Radcliffe bus station is a bus station in Radcliffe, Greater Manchester and, in its previous form, opened in April 1984. It was situated on Dale Street in Radcliffe.

The newly constructed Radcliffe bus station is situated at the junction of the A665 (Pilkington Road) and Sion street, Radcliffe.

Present 
In December 2015 the new bus station was built and opened on its new site, behind the General Post office, following plans for Radcliffe's regeneration as outlined by Bury Council.

Services
Services are run by Go North West, Diamond North West, Tyrers & Rosso (JPT's former services are now run by Stagecoach Manchester, as of May 2014). The new station has four stands, A, B, C and D.

The services are:

3 to Bolton Wanderers F.C.,  (Match days)Stand A.

98 to Bury and Manchester, Stands A and B.
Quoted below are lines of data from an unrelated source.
//! AutoPOS CLI - dealership point of sale from the terminal.
//!
//! # Usage
//!
//! ```bash
//! # Load the demo catalog and customers
//! autopos seed
//!
//! # Browse the catalog
//! autopos catalog list --make Toyota --sort price-low
//!
//! # Build a cart and check out
//! autopos cart add C-0001 --color red --quantity 2
//! autopos checkout --customer CU-1 --payment cash
//!
//! # Review and export
//! autopos report
//! autopos export orders --output orders.csv
//! ```
//!
//! # Commands
//!
//! - `seed` - Reset to the bundled demo data
//! - `catalog list` - Filter and sort vehicles
//! - `cart` - Show and edit the cart
//! - `checkout` - Commit the cart and print the invoice
//! - `orders` - List, search and show orders
//! - `customers` - List, search and add customers
//! - `report` - Sales and inventory summary
//! - `export` - CSV exports

#![cfg_attr(not(test), forbid(unsafe_code))]

use std::path::PathBuf;

use clap::{Args, Parser, Subcommand, ValueEnum};
use tracing_subscriber::{layer::SubscriberExt, util::SubscriberInitExt};

use autopos_admin::services::{CatalogFilter, SortOrder};
use autopos_admin::{AdminConfig, AppError, PosSession};
use autopos_core::{PaymentMethod, Price};

mod commands;

#[derive(Parser)]
#[command(name = "autopos")]
#[command(author, version, about = "AutoPOS dealership point of sale")]
struct Cli {
    /// `SQLite` database file (overrides `AUTOPOS_DATABASE_PATH`)
    #[arg(long, global = true)]
    database: Option<PathBuf>,

    #[command(subcommand)]
    command: Commands,
}

#[derive(Subcommand)]
enum Commands {
    /// Replace all data with the demo catalog and customers
    Seed,
    /// Browse the vehicle catalog
    Catalog {
        #[command(subcommand)]
        action: CatalogAction,
    },
    /// Show or edit the cart
    Cart {
        #[command(subcommand)]
        action: CartAction,
    },
    /// Commit the cart as an order and print the invoice
    Checkout {
        /// Customer id (e.g. CU-1)
        #[arg(short, long)]
        customer: String,

        /// Payment method (card, cash, bank)
        #[arg(short, long, default_value = "card")]
        payment: PaymentMethod,
    },
    /// Review committed orders
    Orders {
        #[command(subcommand)]
        action: OrdersAction,
    },
    /// Manage customers
    Customers {
        #[command(subcommand)]
        action: CustomersAction,
    },
    /// Print sales and inventory figures
    Report,
    /// Write a CSV export to stdout or a file
    Export {
        /// What to export
        #[arg(value_enum)]
        target: ExportTarget,

        /// Output file (stdout if omitted)
        #[arg(short, long)]
        output: Option<PathBuf>,
    },
}

#[derive(Subcommand)]
enum CatalogAction {
    /// List vehicles matching the given filters
    List(ListArgs),
}

#[derive(Args)]
struct ListArgs {
    /// Text to find in make, model or VIN
    #[arg(short, long, default_value = "")]
    search: String,

    /// Color to include (repeatable)
    #[arg(short, long = "color")]
    colors: Vec<String>,

    /// Exact make
    #[arg(short, long)]
    make: Option<String>,

    #[arg(long)]
    min_price: Option<u32>,

    #[arg(long)]
    max_price: Option<u32>,

    #[arg(long)]
    min_year: Option<u16>,

    #[arg(long)]
    max_year: Option<u16>,

    /// Sort order (latest, price-low, price-high)
    #[arg(long, default_value = "latest")]
    sort: SortOrder,
}

#[derive(Subcommand)]
enum CartAction {
    /// Show cart lines and totals
    Show,
    /// Add units of a vehicle
    Add {
        /// Product id (e.g. C-0001)
        product: String,

        /// Color variant (defaults to the first listed color)
        #[arg(short, long)]
        color: Option<String>,

        #[arg(short, long, default_value_t = 1)]
        quantity: u32,
    },
    /// Remove a line
    Remove { product: String, color: String },
    /// Set a line's quantity; zero or less removes it
    Set {
        product: String,
        color: String,
        #[arg(allow_hyphen_values = true)]
        quantity: i64,
    },
    /// Remove every line
    Clear,
}

#[derive(Subcommand)]
enum OrdersAction {
    /// List orders, most recent first
    List {
        /// Text to find in invoice number or customer name
        #[arg(short, long)]
        search: Option<String>,
    },
    /// Print the invoice for one order
    Show {
        /// Invoice number (e.g. INV-1704110400000)
        id: String,
    },
}

#[derive(Subcommand)]
enum CustomersAction {
    /// List customers
    List {
        /// Text to find in name, email or phone
        #[arg(short, long)]
        search: Option<String>,
    },
    /// Register a new customer
    Add {
        name: String,
        email: String,

        #[arg(long, default_value = "")]
        phone: String,

        #[arg(long, default_value = "")]
        address: String,
    },
}

#[derive(Clone, Copy, ValueEnum)]
enum ExportTarget {
    Orders,
    Inventory,
    Customers,
}

fn main() {
    let cli = Cli::parse();
    let config = AdminConfig::from_env();
    init_tracing(config.as_ref().is_ok_and(|c| c.log_json));

    let result = config
        .map_err(AppError::from)
        .and_then(|config| run(cli, config));

    if let Err(e) = result {
        if e.is_validation() {
            tracing::error!("{}", e.user_message());
        } else {
            tracing::error!(error = %e, "Command failed: {}", e.user_message());
        }
        std::process::exit(1);
    }
}

/// Logs go to stderr so stdout carries only command output.
fn init_tracing(json: bool) {
    let env_filter = tracing_subscriber::EnvFilter::try_from_default_env()
        .unwrap_or_else(|_| "autopos_admin=info,autopos_cli=info".into());

    let json_layer = json.then(|| {
        tracing_subscriber::fmt::layer()
            .json()
            .flatten_event(true)
            .with_writer(std::io::stderr)
    });
    let text_layer = (!json).then(|| tracing_subscriber::fmt::layer().with_writer(std::io::stderr));

    tracing_subscriber::registry()
        .with(env_filter)
        .with(json_layer)
        .with(text_layer)
        .init();
}

fn run(cli: Cli, config: AdminConfig) -> Result<(), AppError> {
    let config = match cli.database {
        Some(path) => config.with_database_path(path),
        None => config,
    };
    let mut session = PosSession::from_config(&config)?;

    match cli.command {
        Commands::Seed => commands::seed::run(&mut session)?,
        Commands::Catalog { action } => match action {
            CatalogAction::List(args) => commands::catalog::list(&session, &args.into_filter()),
        },
        Commands::Cart { action } => match action {
            CartAction::Show => commands::cart::show(&session),
            CartAction::Add {
                product,
                color,
                quantity,
            } => commands::cart::add(&mut session, &product, color.as_deref(), quantity)?,
            CartAction::Remove { product, color } => {
                commands::cart::remove(&mut session, &product, &color)?;
            }
            CartAction::Set {
                product,
                color,
                quantity,
            } => commands::cart::set(&mut session, &product, &color, quantity)?,
            CartAction::Clear => commands::cart::clear(&mut session)?,
        },
        Commands::Checkout { customer, payment } => {
            commands::checkout::run(&mut session, &customer, payment)?;
        }
        Commands::Orders { action } => match action {
            OrdersAction::List { search } => commands::orders::list(&session, search.as_deref()),
            OrdersAction::Show { id } => commands::orders::show(&session, &id)?,
        },
        Commands::Customers { action } => match action {
            CustomersAction::List { search } => {
                commands::customers::list(&session, search.as_deref());
            }
            CustomersAction::Add {
                name,
                email,
                phone,
                address,
            } => commands::customers::add(&mut session, name, email, phone, address)?,
        },
        Commands::Report => commands::report::run(&session, config.low_stock_threshold),
        Commands::Export { target, output } => {
            let csv = match target {
                ExportTarget::Orders => commands::export::orders(&session),
                ExportTarget::Inventory => commands::export::inventory(&session),
                ExportTarget::Customers => commands::export::customers(&session),
            };
            commands::export::write(&csv, output.as_deref())?;
        }
    }
    Ok(())
}

impl ListArgs {
    fn into_filter(self) -> CatalogFilter {
        CatalogFilter {
            search: self.search,
            colors: self.colors,
            min_price: self.min_price.map(|p| Price::from_units(i64::from(p))),
            max_price: self.max_price.map(|p| Price::from_units(i64::from(p))),
            min_year: self.min_year,
            max_year: self.max_year,
            make: self.make,
            sort: self.sort,
        }
    }
}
91 to Bury and Radcliffe, Stand C and B

512 to Bury and Royal Bolton Hospital, Stands A and D

513 to Bury and Farnworth, Stands A and D

524 to Bury and Bolton, Stands C and D

Future
Due to plans from Bury Council to regenerate Radcliffe Town Center, the new bus station will be joined by new shops and other amenities. The completed regeneration plan was scheduled for completion in 2016. However due to unknown delays no new building work has started as of 16 June 2018.